**TRY IT**.
Collect the lines of the entries where "false" shows up.

Stored data entries
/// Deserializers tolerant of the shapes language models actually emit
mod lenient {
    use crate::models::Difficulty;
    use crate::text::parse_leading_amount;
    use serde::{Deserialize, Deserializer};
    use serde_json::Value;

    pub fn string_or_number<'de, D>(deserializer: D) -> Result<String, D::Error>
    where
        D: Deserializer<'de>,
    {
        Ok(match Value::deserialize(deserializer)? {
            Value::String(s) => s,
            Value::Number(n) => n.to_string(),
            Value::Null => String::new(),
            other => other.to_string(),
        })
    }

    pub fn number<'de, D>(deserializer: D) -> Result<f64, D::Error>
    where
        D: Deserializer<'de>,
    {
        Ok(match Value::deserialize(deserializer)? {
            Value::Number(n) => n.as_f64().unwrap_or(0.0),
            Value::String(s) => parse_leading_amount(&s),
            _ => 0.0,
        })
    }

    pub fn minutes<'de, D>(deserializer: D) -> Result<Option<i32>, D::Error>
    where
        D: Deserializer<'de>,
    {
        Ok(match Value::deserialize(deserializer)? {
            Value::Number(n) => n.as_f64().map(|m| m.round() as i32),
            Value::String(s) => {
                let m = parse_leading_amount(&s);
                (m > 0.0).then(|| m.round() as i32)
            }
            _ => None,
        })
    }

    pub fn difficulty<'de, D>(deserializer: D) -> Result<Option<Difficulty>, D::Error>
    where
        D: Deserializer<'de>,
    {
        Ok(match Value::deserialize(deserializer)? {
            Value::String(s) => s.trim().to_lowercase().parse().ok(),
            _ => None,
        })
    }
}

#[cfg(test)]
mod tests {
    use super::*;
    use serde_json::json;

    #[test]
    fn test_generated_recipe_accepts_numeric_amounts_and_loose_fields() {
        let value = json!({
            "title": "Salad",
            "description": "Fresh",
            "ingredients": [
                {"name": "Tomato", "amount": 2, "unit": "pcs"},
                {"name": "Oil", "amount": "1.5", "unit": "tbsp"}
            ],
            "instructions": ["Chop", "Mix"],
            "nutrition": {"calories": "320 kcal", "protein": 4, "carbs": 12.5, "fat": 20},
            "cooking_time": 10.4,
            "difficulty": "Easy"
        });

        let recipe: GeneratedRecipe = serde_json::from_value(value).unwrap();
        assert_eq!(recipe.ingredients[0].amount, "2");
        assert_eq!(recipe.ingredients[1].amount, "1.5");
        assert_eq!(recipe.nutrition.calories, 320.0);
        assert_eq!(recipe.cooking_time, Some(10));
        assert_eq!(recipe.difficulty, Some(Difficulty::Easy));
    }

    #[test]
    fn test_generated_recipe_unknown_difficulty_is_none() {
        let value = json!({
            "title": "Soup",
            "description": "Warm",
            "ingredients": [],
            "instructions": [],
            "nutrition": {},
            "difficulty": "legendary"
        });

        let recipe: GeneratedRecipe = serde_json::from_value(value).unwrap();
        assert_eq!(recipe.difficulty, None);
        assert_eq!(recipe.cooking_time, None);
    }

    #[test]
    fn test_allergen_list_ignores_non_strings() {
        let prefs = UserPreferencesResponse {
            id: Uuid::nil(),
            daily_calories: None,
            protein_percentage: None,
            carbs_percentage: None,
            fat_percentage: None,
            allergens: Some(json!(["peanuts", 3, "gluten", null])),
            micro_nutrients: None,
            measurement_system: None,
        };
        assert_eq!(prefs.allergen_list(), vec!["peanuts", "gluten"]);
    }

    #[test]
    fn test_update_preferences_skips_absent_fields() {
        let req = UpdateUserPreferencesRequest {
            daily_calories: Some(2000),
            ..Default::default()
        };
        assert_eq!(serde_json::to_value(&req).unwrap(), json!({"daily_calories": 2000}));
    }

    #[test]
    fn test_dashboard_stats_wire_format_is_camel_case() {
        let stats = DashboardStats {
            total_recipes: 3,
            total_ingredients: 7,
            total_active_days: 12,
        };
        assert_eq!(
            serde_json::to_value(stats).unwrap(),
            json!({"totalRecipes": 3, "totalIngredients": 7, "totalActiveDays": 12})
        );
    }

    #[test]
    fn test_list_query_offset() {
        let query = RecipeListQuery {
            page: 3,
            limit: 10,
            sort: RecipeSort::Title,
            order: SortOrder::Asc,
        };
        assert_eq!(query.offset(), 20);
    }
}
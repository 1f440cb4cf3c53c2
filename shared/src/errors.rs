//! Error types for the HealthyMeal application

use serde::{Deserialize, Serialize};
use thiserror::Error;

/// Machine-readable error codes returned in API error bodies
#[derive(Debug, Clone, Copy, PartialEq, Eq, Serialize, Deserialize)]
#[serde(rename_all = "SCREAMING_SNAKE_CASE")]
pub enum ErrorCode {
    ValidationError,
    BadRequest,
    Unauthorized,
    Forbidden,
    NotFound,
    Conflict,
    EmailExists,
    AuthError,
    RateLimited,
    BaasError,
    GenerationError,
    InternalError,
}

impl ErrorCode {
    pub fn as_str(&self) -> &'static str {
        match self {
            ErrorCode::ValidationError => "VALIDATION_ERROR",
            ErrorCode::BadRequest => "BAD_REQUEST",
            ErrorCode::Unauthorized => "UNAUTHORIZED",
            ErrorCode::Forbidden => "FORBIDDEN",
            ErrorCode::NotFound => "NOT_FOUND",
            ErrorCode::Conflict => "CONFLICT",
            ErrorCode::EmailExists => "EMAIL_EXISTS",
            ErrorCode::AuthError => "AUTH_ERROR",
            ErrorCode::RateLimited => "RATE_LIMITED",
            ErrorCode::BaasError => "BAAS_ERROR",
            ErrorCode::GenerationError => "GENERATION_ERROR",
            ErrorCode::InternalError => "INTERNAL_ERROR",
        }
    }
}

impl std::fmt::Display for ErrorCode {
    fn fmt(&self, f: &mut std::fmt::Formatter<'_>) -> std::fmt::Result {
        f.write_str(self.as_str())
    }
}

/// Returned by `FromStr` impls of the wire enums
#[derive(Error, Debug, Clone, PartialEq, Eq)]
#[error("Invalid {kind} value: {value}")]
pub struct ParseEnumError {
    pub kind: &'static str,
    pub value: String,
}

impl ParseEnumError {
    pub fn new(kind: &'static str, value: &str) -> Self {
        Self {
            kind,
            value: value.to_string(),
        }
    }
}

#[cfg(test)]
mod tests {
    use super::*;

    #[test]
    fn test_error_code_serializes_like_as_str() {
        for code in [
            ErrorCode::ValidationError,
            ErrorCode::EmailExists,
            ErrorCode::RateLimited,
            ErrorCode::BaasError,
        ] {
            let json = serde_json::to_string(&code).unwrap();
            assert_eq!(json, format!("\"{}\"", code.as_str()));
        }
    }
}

* * *

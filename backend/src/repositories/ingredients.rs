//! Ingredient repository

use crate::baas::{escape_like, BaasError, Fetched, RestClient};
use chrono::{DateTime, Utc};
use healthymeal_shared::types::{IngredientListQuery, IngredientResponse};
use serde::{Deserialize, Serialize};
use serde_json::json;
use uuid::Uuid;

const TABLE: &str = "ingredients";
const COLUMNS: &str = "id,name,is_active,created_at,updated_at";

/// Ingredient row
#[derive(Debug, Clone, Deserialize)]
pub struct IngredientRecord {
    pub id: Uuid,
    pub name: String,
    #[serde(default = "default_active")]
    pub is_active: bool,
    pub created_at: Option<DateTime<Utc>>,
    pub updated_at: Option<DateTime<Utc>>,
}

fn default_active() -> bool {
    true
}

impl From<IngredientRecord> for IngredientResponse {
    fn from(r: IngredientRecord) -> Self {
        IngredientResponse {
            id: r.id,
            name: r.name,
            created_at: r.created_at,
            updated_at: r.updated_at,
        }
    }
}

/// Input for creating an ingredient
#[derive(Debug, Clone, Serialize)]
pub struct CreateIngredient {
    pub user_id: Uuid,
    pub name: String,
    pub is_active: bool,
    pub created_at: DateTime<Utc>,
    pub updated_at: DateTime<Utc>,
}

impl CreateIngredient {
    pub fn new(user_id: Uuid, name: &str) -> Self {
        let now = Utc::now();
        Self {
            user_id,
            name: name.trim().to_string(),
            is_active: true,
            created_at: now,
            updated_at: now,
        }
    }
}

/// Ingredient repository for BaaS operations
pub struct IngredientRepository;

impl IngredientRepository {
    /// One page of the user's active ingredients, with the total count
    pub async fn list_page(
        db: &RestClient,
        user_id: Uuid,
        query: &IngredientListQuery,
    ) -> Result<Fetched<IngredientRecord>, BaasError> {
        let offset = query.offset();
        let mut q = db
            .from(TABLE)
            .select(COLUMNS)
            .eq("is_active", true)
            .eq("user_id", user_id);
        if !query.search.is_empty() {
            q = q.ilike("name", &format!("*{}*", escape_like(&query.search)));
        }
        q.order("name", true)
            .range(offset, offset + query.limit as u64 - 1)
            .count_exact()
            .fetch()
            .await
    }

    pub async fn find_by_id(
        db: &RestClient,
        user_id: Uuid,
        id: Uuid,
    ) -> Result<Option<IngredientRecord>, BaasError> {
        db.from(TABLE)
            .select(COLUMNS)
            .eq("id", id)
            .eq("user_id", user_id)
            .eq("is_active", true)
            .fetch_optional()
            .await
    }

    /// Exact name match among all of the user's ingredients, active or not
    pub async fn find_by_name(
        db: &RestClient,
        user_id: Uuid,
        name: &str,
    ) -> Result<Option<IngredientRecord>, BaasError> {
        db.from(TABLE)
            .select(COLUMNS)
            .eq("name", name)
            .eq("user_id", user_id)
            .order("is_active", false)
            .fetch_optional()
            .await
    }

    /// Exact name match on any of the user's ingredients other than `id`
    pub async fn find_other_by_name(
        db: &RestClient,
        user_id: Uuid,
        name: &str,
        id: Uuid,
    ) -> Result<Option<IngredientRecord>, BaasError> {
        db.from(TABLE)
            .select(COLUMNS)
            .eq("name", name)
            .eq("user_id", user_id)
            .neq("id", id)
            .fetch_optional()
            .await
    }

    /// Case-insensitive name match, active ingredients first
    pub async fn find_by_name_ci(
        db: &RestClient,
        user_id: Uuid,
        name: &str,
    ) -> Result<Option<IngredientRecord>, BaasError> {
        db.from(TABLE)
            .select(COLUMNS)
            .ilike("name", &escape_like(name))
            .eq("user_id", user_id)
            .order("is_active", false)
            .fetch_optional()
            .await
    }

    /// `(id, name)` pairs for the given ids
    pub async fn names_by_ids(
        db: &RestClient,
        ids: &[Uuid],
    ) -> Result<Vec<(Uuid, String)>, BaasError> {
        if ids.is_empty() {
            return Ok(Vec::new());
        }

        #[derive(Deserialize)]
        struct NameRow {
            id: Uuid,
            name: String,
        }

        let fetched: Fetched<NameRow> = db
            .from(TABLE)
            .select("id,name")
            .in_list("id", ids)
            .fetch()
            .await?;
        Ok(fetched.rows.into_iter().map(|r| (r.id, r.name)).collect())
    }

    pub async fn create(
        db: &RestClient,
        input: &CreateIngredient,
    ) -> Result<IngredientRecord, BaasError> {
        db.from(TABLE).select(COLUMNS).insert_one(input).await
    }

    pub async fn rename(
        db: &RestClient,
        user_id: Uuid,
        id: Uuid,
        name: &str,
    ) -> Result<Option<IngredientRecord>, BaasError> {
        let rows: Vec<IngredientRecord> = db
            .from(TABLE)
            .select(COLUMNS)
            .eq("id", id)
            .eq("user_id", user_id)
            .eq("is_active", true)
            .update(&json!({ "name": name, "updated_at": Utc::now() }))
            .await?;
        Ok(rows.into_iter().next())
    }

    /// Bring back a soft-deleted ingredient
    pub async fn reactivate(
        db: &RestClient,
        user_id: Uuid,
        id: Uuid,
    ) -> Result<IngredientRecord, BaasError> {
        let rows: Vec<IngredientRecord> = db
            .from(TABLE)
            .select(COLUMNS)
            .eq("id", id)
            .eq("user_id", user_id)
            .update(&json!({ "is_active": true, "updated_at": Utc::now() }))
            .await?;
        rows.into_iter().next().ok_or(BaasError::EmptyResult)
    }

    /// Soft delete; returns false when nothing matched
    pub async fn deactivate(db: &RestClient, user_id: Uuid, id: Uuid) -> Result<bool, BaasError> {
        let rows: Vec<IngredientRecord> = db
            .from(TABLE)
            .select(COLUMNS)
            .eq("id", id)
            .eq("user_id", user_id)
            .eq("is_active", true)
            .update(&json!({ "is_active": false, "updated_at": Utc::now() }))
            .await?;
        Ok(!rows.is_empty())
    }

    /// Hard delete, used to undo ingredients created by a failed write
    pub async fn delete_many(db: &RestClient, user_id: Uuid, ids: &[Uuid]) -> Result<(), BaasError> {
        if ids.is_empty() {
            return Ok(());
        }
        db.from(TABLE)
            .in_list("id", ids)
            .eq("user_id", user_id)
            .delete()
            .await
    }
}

**WRITTEN RESPONSE**.
            .order("is_active", false)
            .order("is_active", false)
    /// Soft delete; returns false when nothing matched
            .update(&json!({ "is_active": false, "updated_at": Utc::now() }))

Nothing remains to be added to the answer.